3.2 Character and Relation Traits Identification
This module focuses on the extraction of character traits, which are supposed to describe the role of the character
or the quality of a relation between two characters. For such a typification, we extract the phrasal information
from the text that contains the character (or an alias) name. A syntactic parse tree is therefore constructed
by means of the pattern parse tool.7 The number of phrases related to a character decides the size of the
corresponding node in the graphical visualization. As the phrases can be too short to include a co-occurrence,
for character pair relations, we instead extract from the parse tree the sentences in which the character pair
co-occurs. The number of sentences related to a character pair defines the size of the edge connecting the nodes
of the two characters in the graph. This information is also used as the input for sentiment, gender and relation
type analysis.
3.3 Sentiment, Gender and Relationship Type Analysis
This module focuses on the identification of (positive or negative) sentiments describing the character traits and
the relationships with other characters. Phrasal and sentence information extracted from the previous module
are processed by two different methods: (a) the NLTK-VADER sentiment analyser;8 (b) the Universal Sentence
Encoder (USE).9 The goal is to compare the two approaches in terms of accuracy in the classification of the
possibly intricate sentiments occurring in a narrative text. NLTK-VADER uses a rule-based lexicon method
built up with words annotated in terms of positive or negative sentiments. The phrasal and sentence information
is directly processed by the sentiment analyser and the corresponding sentiscores, giving positive, negative or
neutral weights to the sentiments, are recorded.

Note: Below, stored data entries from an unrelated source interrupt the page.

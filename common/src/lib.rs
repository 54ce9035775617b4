pub mod config;
pub mod frame;
pub mod source;
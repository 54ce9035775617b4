use plotters::prelude::*;
use std::path::Path;
use tracing::info;

use crate::level::LiquidLevelSeries;

pub const TITLE: &str = "Liquid Level Plot Over Video Duration";
pub const X_LABEL: &str = "Frame Number";
pub const Y_LABEL: &str = "Liquid Level (%)";
pub const LEGEND: &str = "Liquid Level (%)";

#[derive(Debug, thiserror::Error)]
pub enum PlotError {
    #[error("failed to render plot {0}: {1}")]
    Render(String, String),
}

/// Render the series as an SVG line chart. An empty series still produces a
/// chart with axes and legend.
pub fn render_series(
    series: &LiquidLevelSeries,
    path: &Path,
    (width, height): (u32, u32),
) -> Result<(), PlotError> {
    let shown = path.display().to_string();
    draw(series, path, (width, height)).map_err(|e| PlotError::Render(shown.clone(), e))?;
    info!(path = shown, points = series.len(), "rendered liquid level plot");
    Ok(())
}

fn draw(series: &LiquidLevelSeries, path: &Path, size: (u32, u32)) -> Result<(), String> {
    let root = SVGBackend::new(path, size).into_drawing_area();
    root.fill(&WHITE).map_err(|e| e.to_string())?;

    let x_max = series.len().saturating_sub(1).max(1) as f64;

    let mut chart = ChartBuilder::on(&root)
        .caption(TITLE, ("sans-serif", 24))
        .margin(12)
        .x_label_area_size(40)
        .y_label_area_size(56)
        .build_cartesian_2d(0f64..x_max, 0f64..100f64)
        .map_err(|e| e.to_string())?;

    chart
        .configure_mesh()
        .x_desc(X_LABEL)
        .y_desc(Y_LABEL)
        .draw()
        .map_err(|e| e.to_string())?;

    chart
        .draw_series(LineSeries::new(
            series.values().iter().enumerate().map(|(i, &v)| (i as f64, v)),
            &BLUE,
        ))
        .map_err(|e| e.to_string())?
        .label(LEGEND)
        .legend(|(x, y)| PathElement::new(vec![(x, y), (x + 20, y)], BLUE));

    chart
        .configure_series_labels()
        .background_style(WHITE.mix(0.8))
        .border_style(BLACK)
        .draw()
        .map_err(|e| e.to_string())?;

    root.present().map_err(|e| e.to_string())?;
    Ok(())
}

#[cfg(test)]
mod tests {
    use super::*;

    fn temp_svg(name: &str) -> std::path::PathBuf {
        std::env::temp_dir().join(format!("liquid-level-{name}-{}.svg", std::process::id()))
    }

    #[test]
    fn empty_series_renders() {
        let path = temp_svg("empty");
        render_series(&LiquidLevelSeries::new(), &path, (640, 480)).unwrap();
        let svg = std::fs::read_to_string(&path).unwrap();
        assert!(svg.contains("<svg"));
        assert!(svg.contains(X_LABEL));
        let _ = std::fs::remove_file(&path);
    }

    #[test]
    fn series_renders_with_labels() {
        let path = temp_svg("series");
        let mut series = LiquidLevelSeries::new();
        for v in [0.0, 12.5, 30.1, 30.4, 55.0] {
            series.push(v);
        }
        render_series(&series, &path, (640, 480)).unwrap();
        let svg = std::fs::read_to_string(&path).unwrap();
        assert!(svg.contains(TITLE));
        assert!(svg.contains(LEGEND));
        let _ = std::fs::remove_file(&path);
    }

    #[test]
    fn unwritable_path_is_error() {
        let path = std::env::temp_dir()
            .join("liquid-level-no-such-dir")
            .join("nested")
            .join("plot.svg");
        let result = render_series(&LiquidLevelSeries::new(), &path, (320, 240));
        assert!(matches!(result, Err(PlotError::Render(_, _))));
    }
}
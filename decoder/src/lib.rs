pub mod ffmpeg;
pub mod probe;
pub mod raw;

pub use ffmpeg::FfmpegSource;
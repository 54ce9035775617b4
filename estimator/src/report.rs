use serde::Serialize;
use std::io::{BufWriter, Write};
use std::path::Path;
use tracing::info;

use crate::level::LiquidLevelSeries;
use crate::pipeline::RunOutcome;

/// JSON summary of a run.
#[derive(Debug, Serialize)]
pub struct SeriesReport<'a> {
    pub video: String,
    pub generated_at: String,
    pub frames_decoded: u64,
    pub frames_processed: usize,
    pub aborted: bool,
    pub min: Option<f64>,
    pub max: Option<f64>,
    pub mean: Option<f64>,
    pub levels: &'a LiquidLevelSeries,
}

impl<'a> SeriesReport<'a> {
    pub fn new(video: &Path, outcome: &'a RunOutcome) -> Self {
        let series = &outcome.series;
        Self {
            video: video.display().to_string(),
            generated_at: chrono::Utc::now().to_rfc3339(),
            frames_decoded: outcome.frames_decoded,
            frames_processed: series.len(),
            aborted: outcome.aborted,
            min: series.min(),
            max: series.max(),
            mean: series.mean(),
            levels: series,
        }
    }
}

#[derive(Debug, thiserror::Error)]
pub enum ReportError {
    #[error("failed to create report file {0}: {1}")]
    Create(String, std::io::Error),
    #[error("failed to write report {0}: {1}")]
    Write(String, String),
}

pub fn write_report(path: &Path, report: &SeriesReport<'_>) -> Result<(), ReportError> {
    let shown = path.display().to_string();
    let file = std::fs::File::create(path).map_err(|e| ReportError::Create(shown.clone(), e))?;
    let mut writer = BufWriter::new(file);
    serde_json::to_writer_pretty(&mut writer, report)
        .map_err(|e| ReportError::Write(shown.clone(), e.to_string()))?;
    writer
        .flush()
        .map_err(|e| ReportError::Write(shown.clone(), e.to_string()))?;
    info!(path = shown, frames = report.frames_processed, "wrote series report");
    Ok(())
}
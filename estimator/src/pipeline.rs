use image::{GrayImage, RgbImage};
use tracing::{debug, info, warn};

use liquid_level_common::frame::Frame;
use liquid_level_common::source::{FrameSource, SourceError};

use crate::abort::AbortSignal;
use crate::level::{level_percentage, FrameMeasurement, LiquidLevelSeries};
use crate::preview::{FrameSink, PreviewView};
use crate::vision::contours::{extract_contours, largest_area, sort_by_area_desc};
use crate::vision::difference::{subtract_saturating, to_luma};
use crate::vision::threshold::otsu_binarize;
use crate::vision::VisionError;

#[derive(Debug, thiserror::Error)]
pub enum PipelineError {
    #[error(transparent)]
    Source(#[from] SourceError),
    #[error("frame {index}: {source}")]
    Vision {
        index: u64,
        #[source]
        source: VisionError,
    },
}

/// Intermediate images of one frame, kept around for the preview sink.
pub struct FrameAnalysis {
    pub difference: RgbImage,
    pub mask: GrayImage,
    pub measurement: FrameMeasurement,
}

/// State threaded through the per-frame steps: the fixed background and the
/// series built so far.
pub struct EstimatorContext {
    background: Frame,
    series: LiquidLevelSeries,
}

impl EstimatorContext {
    pub fn new(background: Frame) -> Self {
        Self {
            background,
            series: LiquidLevelSeries::new(),
        }
    }

    pub fn series(&self) -> &LiquidLevelSeries {
        &self.series
    }

    pub fn into_series(self) -> LiquidLevelSeries {
        self.series
    }

    /// Subtract, threshold and trace one frame without touching the series.
    pub fn analyze(&self, frame: &Frame) -> Result<FrameAnalysis, VisionError> {
        let difference = subtract_saturating(&self.background.image, &frame.image)?;
        let gray = to_luma(&difference);
        let binarized = otsu_binarize(&gray);
        debug!(
            frame = frame.index,
            level = binarized.level,
            foreground = binarized.foreground_pixels(),
            "binarized difference"
        );

        let mut contours = extract_contours(&binarized.mask);
        sort_by_area_desc(&mut contours);
        let largest = largest_area(&contours);
        debug!(
            frame = frame.index,
            contours = contours.len(),
            regions = contours.iter().filter(|c| c.parent.is_none()).count(),
            holes = contours.iter().filter(|c| c.is_hole).count(),
            "traced contours"
        );

        let (width, height) = binarized.mask.dimensions();
        let measurement = FrameMeasurement {
            frame_index: frame.index,
            threshold: binarized.level,
            total_area: width as u64 * height as u64,
            contour_count: contours.len(),
            largest_area: largest,
            percentage: level_percentage(largest, width, height),
        };

        Ok(FrameAnalysis {
            difference,
            mask: binarized.mask,
            measurement,
        })
    }

    /// Measure one frame, append its percentage and feed the previews.
    pub fn process_frame(
        &mut self,
        frame: &Frame,
        sink: &mut dyn FrameSink,
    ) -> Result<FrameMeasurement, PipelineError> {
        let analysis = self.analyze(frame).map_err(|source| PipelineError::Vision {
            index: frame.index,
            source,
        })?;
        let m = analysis.measurement;

        info!(frame = m.frame_index, threshold = m.threshold, "Threshold Value");
        info!(frame = m.frame_index, total_area = m.total_area, "Total Area");
        info!(
            frame = m.frame_index,
            contours = m.contour_count,
            largest_area = m.largest_area,
            percentage = m.percentage,
            "Percentage"
        );

        self.series.push(m.percentage);

        let views = [
            PreviewView::Video(&frame.image),
            PreviewView::Sub(&analysis.difference),
            PreviewView::SubThresh(&analysis.mask),
        ];
        for view in views {
            if let Err(e) = sink.show(frame.index, view) {
                warn!(error = %e, sink = sink.name(), view = view.name(), "preview failed");
            }
        }

        Ok(m)
    }
}

/// Result of a completed (or aborted) run.
#[derive(Debug)]
pub struct RunOutcome {
    pub series: LiquidLevelSeries,
    /// Frames pulled from the source, background included.
    pub frames_decoded: u64,
    pub aborted: bool,
}

/// Run the estimator over every frame of `source`.
///
/// The first frame becomes the background; each later frame adds one value to
/// the series. `abort` is checked before each decode; an aborted run keeps its
/// series. A source error fails the whole run unless the abort was raised
/// while decoding, in which case it is a stop. The source is released and the
/// sink closed on every path.
pub async fn run<S: FrameSource>(
    source: &mut S,
    sink: &mut dyn FrameSink,
    abort: &AbortSignal,
) -> Result<RunOutcome, PipelineError> {
    let result = drive(source, sink, abort).await;
    source.release().await;
    sink.close();
    result
}

async fn drive<S: FrameSource>(
    source: &mut S,
    sink: &mut dyn FrameSink,
    abort: &AbortSignal,
) -> Result<RunOutcome, PipelineError> {
    if abort.is_raised() {
        return Ok(RunOutcome {
            series: LiquidLevelSeries::new(),
            frames_decoded: 0,
            aborted: true,
        });
    }

    let background = match source.next_frame().await {
        Ok(frame) => frame,
        Err(e) => {
            if raised_during(&e, abort).await {
                return Ok(RunOutcome {
                    series: LiquidLevelSeries::new(),
                    frames_decoded: 0,
                    aborted: true,
                });
            }
            return Err(e.into());
        }
    };
    let Some(background) = background else {
        warn!(source = source.name(), "video has no frames");
        return Ok(RunOutcome {
            series: LiquidLevelSeries::new(),
            frames_decoded: 0,
            aborted: false,
        });
    };
    let (width, height) = background.dimensions();
    debug!(width, height, "captured background frame");

    let mut ctx = EstimatorContext::new(background);
    let mut frames_decoded = 1u64;
    let mut aborted = false;

    loop {
        if abort.is_raised() {
            info!(processed = ctx.series().len(), "abort requested, stopping");
            aborted = true;
            break;
        }
        let frame = match source.next_frame().await {
            Ok(Some(frame)) => frame,
            Ok(None) => break,
            Err(e) => {
                if raised_during(&e, abort).await {
                    aborted = true;
                    break;
                }
                return Err(e.into());
            }
        };
        frames_decoded += 1;
        ctx.process_frame(&frame, sink)?;
    }

    Ok(RunOutcome {
        series: ctx.into_series(),
        frames_decoded,
        aborted,
    })
}

/// A decoder interrupted by the same Ctrl-C fails its read; yield once so the
/// signal task can record the abort before the error is judged.
async fn raised_during(err: &SourceError, abort: &AbortSignal) -> bool {
    tokio::task::yield_now().await;
    if !abort.is_raised() {
        return false;
    }
    info!(error = %err, "source stopped after abort request");
    true
}
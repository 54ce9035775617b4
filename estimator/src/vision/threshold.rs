use image::GrayImage;
use imageproc::contrast::otsu_level;

pub const FOREGROUND: u8 = 255;
pub const BACKGROUND: u8 = 0;

/// Binary mask plus the Otsu level it was cut at.
pub struct Binarized {
    pub mask: GrayImage,
    pub level: u8,
}

impl Binarized {
    pub fn foreground_pixels(&self) -> usize {
        self.mask.pixels().filter(|p| p.0[0] == FOREGROUND).count()
    }
}

/// Global Otsu threshold.
///
/// The level is the top of the lower intensity class; pixels above it are
/// foreground. A uniform image yields level 0, so an all-zero difference
/// produces an empty mask.
pub fn otsu_binarize(gray: &GrayImage) -> Binarized {
    let level = otsu_level(gray);
    let mut mask = gray.clone();
    for p in mask.pixels_mut() {
        p.0[0] = if p.0[0] > level { FOREGROUND } else { BACKGROUND };
    }
    Binarized { mask, level }
}
mod directory;
mod traits;

pub use directory::DirectorySink;
pub use traits::{FrameSink, NoopSink, PreviewView, SinkError};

The tool eventually computes the compound score (i.e., the
average of sentiscores) which defines the sentiment. The second approach, based on DL, requires a supervised
training, and allows to formulate the problem as a classification task. USE helps to capture the sentence
meanings and their relations representing them as embeddings at the sentence level. For the training, we use
lists of adjectives collected online.10 Adjectives seem to be the most informative tags to reasonably describe a
character or a relationship. Similar techniques based on USE are also used for gender identification, for which
dedicated and sufficiently large training sets are already available. In both cases, we used the Keras model with
256 dense layers and a prediction layer with softmax activation, Adam optimisation, and categorical loss entropy.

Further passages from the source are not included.